Amid a fragile UK economy, wide expectations of an impending
Bank of England (BoE) interest rate hold remain in place. This left Sterling to trade without a clear direction for the remainder of Monday’s session.
The US Dollar (USD) initially stumbled on Monday during a period of improving risk appetite but was ultimately muted ahead of this week’s
Federal Reserve interest rate decision.
Fed commentary has been increasingly indicative of a continued rate hold, leaving pared rate hike bets to stunt USD movement. Investors remained hesitant to place aggressive bids on Monday, as economists affirm speculation of a hawkish rate hold, delivered on the back of economic resilience in the US.
Gregory Draco, Chief Economist at EY, commented:
‘The recent string of positive economic surprises will keep the Federal Reserve on high inflation alert, but it won't tilt the Federal Open Market Committee toward another rate hike at the November meeting.

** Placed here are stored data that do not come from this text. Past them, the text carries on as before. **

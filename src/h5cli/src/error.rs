// Copyright 2023 RisingWave Labs
//
// Licensed under the Apache License, Version 2.0 (the "License");
// you may not use this file except in compliance with the License.
// You may obtain a copy of the License at
//
//     http://www.apache.org/licenses/LICENSE-2.0
//
// Unless required by applicable law or agreed to in writing, software
// distributed under the License is distributed on an "AS IS" BASIS,
// WITHOUT WARRANTIES OR CONDITIONS OF ANY KIND, either express or implied.
// See the License for the specific language governing permissions and
// limitations under the License.

//! Maps every lower-layer error to one of the three non-zero exit codes.

use thiserror::Error;

#[derive(Error, Debug)]
pub enum CliError {
    #[error(transparent)]
    Config(#[from] h5flow_config::Error),

    #[error(transparent)]
    Storage(#[from] h5flow_storage::Error),

    #[error(transparent)]
    Engine(#[from] h5flow_engine::Error),

    #[error("failed to prepare the output file at {path}")]
    PrepareOutput {
        path: std::path::PathBuf,
        #[source]
        source: std::io::Error,
    },
}

impl CliError {
    /// 1: configuration/discovery, 2: I/O, 3: workflow-runtime.
    pub fn exit_code(&self) -> u8 {
        match self {
            CliError::Config(_) => 1,
            CliError::PrepareOutput { .. } => 2,
            CliError::Storage(h5flow_storage::Error::Io(_)) => 2,
            CliError::Storage(_) => 3,
            CliError::Engine(_) => 3,
        }
    }
}
// Copyright 2023 RisingWave Labs
//
// Licensed under the Apache License, Version 2.0 (the "License");
// you may not use this file except in compliance with the License.
// You may obtain a copy of the License at
//
//     http://www.apache.org/licenses/LICENSE-2.0
//
// Unless required by applicable law or agreed to in writing, software
// distributed under the License is distributed on an "AS IS" BASIS,
// WITHOUT WARRANTIES OR CONDITIONS OF ANY KIND, either express or implied.
// See the License for the specific language governing permissions and
// limitations under the License.

//! Logging bootstrap for `h5flow` binaries: a `tracing`/`tracing-subscriber`
//! logger whose verbosity is driven by the CLI's repeated `-v` flag.

use std::io::IsTerminal;

use tracing::Level;
use tracing_subscriber::filter::{self, LevelFilter};
use tracing_subscriber::prelude::*;

/// Controls the logger's verbosity and output shape. Built from the CLI's
/// `-v`/`-vv` flag count: 0 is `WARN`, 1 is `INFO`, 2+ is `DEBUG` for this
/// crate family; third-party crates stay at `WARN` regardless.
pub struct LoggerSettings {
    own_level: Level,
    colorful: bool,
}

impl LoggerSettings {
    pub fn new_default() -> Self {
        Self::from_verbosity(0)
    }

    /// `verbosity` is the number of `-v` flags passed on the command line.
    pub fn from_verbosity(verbosity: u8) -> Self {
        let own_level = match verbosity {
            0 => Level::WARN,
            1 => Level::INFO,
            _ => Level::DEBUG,
        };
        Self {
            own_level,
            colorful: std::io::stderr().is_terminal(),
        }
    }
}

#[cfg(test)]
impl LoggerSettings {
    fn own_level(&self) -> Level {
        self.own_level
    }
}

/// Initializes the global `tracing` subscriber. Idempotent across repeated
/// calls within a process only insofar as `tracing`'s own global-default
/// guard allows; `h5flow-cli`'s `main` calls this exactly once.
pub fn init_logger(settings: LoggerSettings) {
    let fmt_layer = tracing_subscriber::fmt::layer()
        .compact()
        .with_ansi(settings.colorful)
        .with_writer(std::io::stderr);

    let targets = filter::Targets::new()
        .with_target("h5flow_storage", settings.own_level)
        .with_target("h5flow_substrate", settings.own_level)
        .with_target("h5flow_engine", settings.own_level)
        .with_target("h5flow_config", settings.own_level)
        .with_target("h5flow_modules", settings.own_level)
        .with_target("h5flow_cli", settings.own_level)
        .with_default(LevelFilter::WARN);

    let subscriber = tracing_subscriber::registry().with(fmt_layer.with_filter(targets));
    if tracing::subscriber::set_global_default(subscriber).is_err() {
        tracing::warn!("global tracing subscriber was already set; skipping re-init");
    }
}

/// Aborts the process on panic instead of unwinding, so a panic in a
/// worker rank cannot leave the collective substrate half-way through a
/// barrier. Extends the run's termination-by-abort story to Rust panics,
/// not just `Result` errors.
pub fn set_panic_abort() {
    let default_hook = std::panic::take_hook();
    std::panic::set_hook(Box::new(move |info| {
        default_hook(info);
        std::process::abort();
    }));
}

With reluctant investors holding steady ahead of the Fed’s monetary policy meeting, the ‘Greenback’ remained vulnerable to risk appetite for the remainder of Monday’s session. A cautiously optimistic market mood weighed on the safe-haven ‘Greenback’.
GBP/USD Forecast: Exchange Rate Muted Ahead of Rate Decisions?
Coming up, the currency pairing could remain muted ahead of key interest rate decisions from the US and UK central banks later in the week. Both the Pound and the US Dollar could continue trading sideways, with investors hesitant to place aggressive bets in the interim.
Looking forward, developing concerns surrounding the Israel-Hamas conflict could also sour the currently upbeat mood. If risk appetite declines, investors may opt for the safe-haven US Dollar in place of the increasingly risk-sensitive Pound.
Amid ongoing concerns for the health of the UK economy, the Pound may continue to struggle in the coming days. Investors and analysts alike remain wary of a potential UK recession, which could see the Pound falter amid a lack of notable UK data.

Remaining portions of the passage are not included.